Für ein Problem, das eigentlich gar nicht existieren soll, ist die Informationsblockade auf allen Seiten erstaunlich.
Wer zahlt für zusätzliche Sicherheit?
Das könnte daran liegen, dass die Einbußen, die den Banken selbst entstehen, überschaubar sind. Es gibt zwar Fälle, in denen Betrüger leichtfertig eingeräumte Dispokredite ausschöpfen und dann auf Nimmerwiedersehen verschwinden – aber das sind „keine nennenswerten Schäden“, bestätigt die ING-Diba. Den eigentlichen Schaden haben andere.
Die Deutsche Post kann es sich nicht so einfach machen. Nach KR-Informationen hat sich neben der Polizei auch die Bundesanstalt für Finanzdienstleistungsaufsicht (BaFin) um verstärkte Sicherheitsmaßnahmen für das Postident-Verfahren bemüht. Die BaFin möchte dazu keine Stellung beziehen, dementiert aber auch nicht.
Inzwischen sind die Kriterien verschärft worden, um das Verfahren sicherer zu machen. Wie genau, will die Post nicht sagen: „Die Geheimhaltung unserer Sicherheitsmaßnahmen ist Teil unseres Sicherheitskonzepts.“ Für die Gewinnung neuer Auftraggeber scheint dieser Vorsatz nicht zu gelten, zumindest informiert die Post auf ihrer Internetseite im Detail über einige Maßnahmen. Dazu gehört etwa die „Scan-Datenbereitstellung“, bei der Formulare und Anlagen auch eingescannt werden. So lässt sich beispielsweise der zur Identifizierung vorgelegte Ausweis im Nachhinein noch einmal auf Echtheit prüfen und eine Kontoeröffnung mit gefälschten Dokumenten doch noch verhindern.
Für diesen „Service“ berechnet die Post jedoch zusätzlich 30 bis 85 Cent (zuzüglich Mehrwertsteuer). Das heißt, die Post wälzt die Kosten für zusätzliche Sicherheit auf die Auftraggeber ab. Aber: Zahlen die auch?
Comdirect antwortet: „Aus Sicherheitsgründen äußern wir uns hierzu nicht konkreter.“ Die DKB kommuniziert gar nicht. Die Postbank weicht aus. Einzig der ING-Diba-Sprecher erklärt konkret: „Aktuell nein, aber wir prüfen derzeit die Anbindung per Schnittstelle an die Post für die digitale Bereitstellung der Identifikationsdaten.“ Das heißt: Theoretisch sind zusätzliche Sicherheitsmaßnahmen verfügbar.
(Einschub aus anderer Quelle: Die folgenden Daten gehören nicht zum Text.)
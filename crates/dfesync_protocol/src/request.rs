//! Distribution request building.

use crate::error::{ProtocolError, ProtocolResult};
use crate::ids::{DocumentKey, Environment, RegionCode, TaxId};
use crate::nsu::Nsu;

/// Namespace of the `distDFeInt` message.
pub const NFE_NAMESPACE: &str = "http://www.portalfiscal.inf.br/nfe";

/// Namespace of the distribution web service.
pub const WSDL_NAMESPACE: &str = "http://www.portalfiscal.inf.br/nfe/wsdl/NFeDistribuicaoDFe";

/// `action` parameter of the SOAP 1.2 content type.
pub const SOAP_ACTION: &str =
    "http://www.portalfiscal.inf.br/nfe/wsdl/NFeDistribuicaoDFe/nfeDistDFeInteresse";

/// Layout version of the distribution message.
pub const DIST_VERSION: &str = "1.01";

/// What a request asks the service for.
#[derive(Debug, Clone, PartialEq, Eq)]
pub enum DistributionQuery {
    /// Everything newer than the given cursor.
    Since(Nsu),
    /// One document by its key.
    Key(DocumentKey),
}

/// One distribution request for one taxpayer.
#[derive(Debug, Clone, PartialEq, Eq)]
pub struct DistributionRequest {
    /// Target environment.
    pub environment: Environment,
    /// Routing region of the requester.
    pub region: RegionCode,
    /// Taxpayer whose documents are requested.
    pub tax_id: TaxId,
    /// The query.
    pub query: DistributionQuery,
}

impl DistributionRequest {
    /// Requests everything after `cursor`.
    #[must_use]
    pub fn since(environment: Environment, region: RegionCode, tax_id: TaxId, cursor: Nsu) -> Self {
        Self {
            environment,
            region,
            tax_id,
            query: DistributionQuery::Since(cursor),
        }
    }

    /// Requests one document by key.
    #[must_use]
    pub fn by_key(
        environment: Environment,
        region: RegionCode,
        tax_id: TaxId,
        key: DocumentKey,
    ) -> Self {
        Self {
            environment,
            region,
            tax_id,
            query: DistributionQuery::Key(key),
        }
    }

    /// Returns the cursor this request was built from, if any.
    #[must_use]
    pub fn cursor(&self) -> Option<Nsu> {
        match &self.query {
            DistributionQuery::Since(nsu) => Some(*nsu),
            DistributionQuery::Key(_) => None,
        }
    }

    /// Builds the `distDFeInt` message.
    #[must_use]
    pub fn dist_message(&self) -> String {
        let query = match &self.query {
            DistributionQuery::Since(nsu) => format!("<distNSU><ultNSU>{nsu}</ultNSU></distNSU>"),
            DistributionQuery::Key(key) => {
                format!("<consChNFe><chNFe>{key}</chNFe></consChNFe>")
            }
        };
        format!(
            "<distDFeInt xmlns=\"{NFE_NAMESPACE}\" versao=\"{DIST_VERSION}\">\
             <tpAmb>{}</tpAmb><cUFAutor>{}</cUFAutor><{tag}>{}</{tag}>{query}</distDFeInt>",
            self.environment.code(),
            self.region,
            self.tax_id,
            tag = self.tax_id.tag(),
        )
    }

    /// Wraps the message in the SOAP 1.2 envelope the NF-e service expects.
    #[must_use]
    pub fn soap_envelope(&self) -> String {
        format!(
            "<?xml version=\"1.0\" encoding=\"utf-8\"?>\
             <soap12:Envelope xmlns:xsi=\"http://www.w3.org/2001/XMLSchema-instance\" \
             xmlns:xsd=\"http://www.w3.org/2001/XMLSchema\" \
             xmlns:soap12=\"http://www.w3.org/2003/05/soap-envelope\">\
             <soap12:Body><nfeDistDFeInteresse xmlns=\"{WSDL_NAMESPACE}\">\
             <nfeDadosMsg>{}</nfeDadosMsg></nfeDistDFeInteresse></soap12:Body></soap12:Envelope>",
            self.dist_message()
        )
    }

    /// Builds the path and query of the national NFS-e REST endpoint.
    ///
    /// The national service lists entries starting at the NSU in the path,
    /// so the path carries the first sequence after the cursor.
    ///
    /// # Errors
    ///
    /// The national service has no by-key distribution query.
    pub fn nfse_path(&self) -> ProtocolResult<String> {
        match &self.query {
            DistributionQuery::Since(nsu) => Ok(format!(
                "/contribuintes/DFe/{}?cnpjConsulta={}&lote=true",
                nsu.value().saturating_add(1),
                self.tax_id
            )),
            DistributionQuery::Key(_) => Err(ProtocolError::Unsupported(
                "NFS-e distribution cannot be queried by key".into(),
            )),
        }
    }
}

#[cfg(test)]
mod tests {
    use super::*;
    use crate::xml::XmlNode;

    fn request(query: DistributionQuery) -> DistributionRequest {
        DistributionRequest {
            environment: Environment::Homologation,
            region: RegionCode::new(35).unwrap(),
            tax_id: TaxId::parse("12345678000190").unwrap(),
            query,
        }
    }

    #[test]
    fn envelope_carries_cursor_and_identity() {
        let req = request(DistributionQuery::Since(Nsu::new(12).unwrap()));
        let root = XmlNode::parse(&req.soap_envelope()).unwrap();

        let dist = root.find("distDFeInt").unwrap();
        assert_eq!(dist.attr("versao"), Some(DIST_VERSION));
        assert_eq!(dist.child_text("tpAmb"), Some("2"));
        assert_eq!(dist.child_text("cUFAutor"), Some("35"));
        assert_eq!(dist.child_text("CNPJ"), Some("12345678000190"));
        assert_eq!(
            dist.path_text(&["distNSU", "ultNSU"]),
            Some("000000000000012")
        );
    }

    #[test]
    fn key_query_uses_cons_ch_nfe() {
        let key = DocumentKey::parse("35240112345678000190550010000012341000012345").unwrap();
        let req = request(DistributionQuery::Key(key.clone()));
        let root = XmlNode::parse(&req.soap_envelope()).unwrap();
        assert_eq!(
            root.find("consChNFe").and_then(|n| n.child_text("chNFe")),
            Some(key.as_str())
        );
        assert!(req.cursor().is_none());
        assert!(req.nfse_path().is_err());
    }

    #[test]
    fn cpf_uses_its_own_tag() {
        let mut req = request(DistributionQuery::Since(Nsu::ZERO));
        req.tax_id = TaxId::parse("12345678909").unwrap();
        assert!(req.dist_message().contains("<CPF>12345678909</CPF>"));
    }

    #[test]
    fn nfse_path_starts_after_cursor() {
        let req = request(DistributionQuery::Since(Nsu::new(40).unwrap()));
        assert_eq!(
            req.nfse_path().unwrap(),
            "/contribuintes/DFe/41?cnpjConsulta=12345678000190&lote=true"
        );
    }
}
//! # dfesync testkit
//!
//! Test utilities for dfesync.
//!
//! This crate provides:
//! - Store fixtures and sample credentials
//! - Sample fiscal documents (summaries, full invoices, events)
//! - Response builders for both distribution services, docZip encoding included
//! - Property-based test generators using proptest
//!
//! ## Usage
//!
//! ```rust,ignore
//! use dfesync_testkit::prelude::*;
//!
//! let body = NfeResponse::batch(2, 2)
//!     .entry(1, "resNFe_v1.01", &res_nfe(&nfe_key(1), "ACME"))
//!     .build();
//! ```

#![deny(unsafe_code)]
#![warn(missing_docs)]

pub mod documents;
pub mod envelopes;
pub mod fixtures;
pub mod generators;

/// Prelude module for convenient imports
pub mod prelude {
    pub use crate::documents::*;
    pub use crate::envelopes::*;
    pub use crate::fixtures::*;
    pub use crate::generators::*;
}

pub use documents::*;
pub use envelopes::*;
pub use fixtures::*;
pub use generators::*;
Praktisch scheint bislang aber niemand die Kosten dafür übernehmen zu wollen.
Nun lassen sich Post und Banken nicht alleine für das Problem verantwortlich machen. Der mit der Kontoeröffnung angestoßene Betrugskreislauf funktioniert letztlich nur deshalb, weil bei vielen Kunden im Angesicht des Schnäppchens die Vernunft aussetzt. Georg Tryba von der Verbraucherzentrale Nordrhein-Westfalen weiß, wie das von Kriminellen ausgenutzt wird: „Manche Fake-Händler locken ihre Kunden während des Bezahlvorgangs bewusst in Zahlarten, die für sie vorteilhaft sind.“ So würden zum Beispiel Rabatte versprochen, wenn per Vorkasse bezahlt wird. Sicherere Bezahlmöglichkeiten wie der Kauf auf Rechnung oder Einzug per Lastschrift würden hingegen verteuert.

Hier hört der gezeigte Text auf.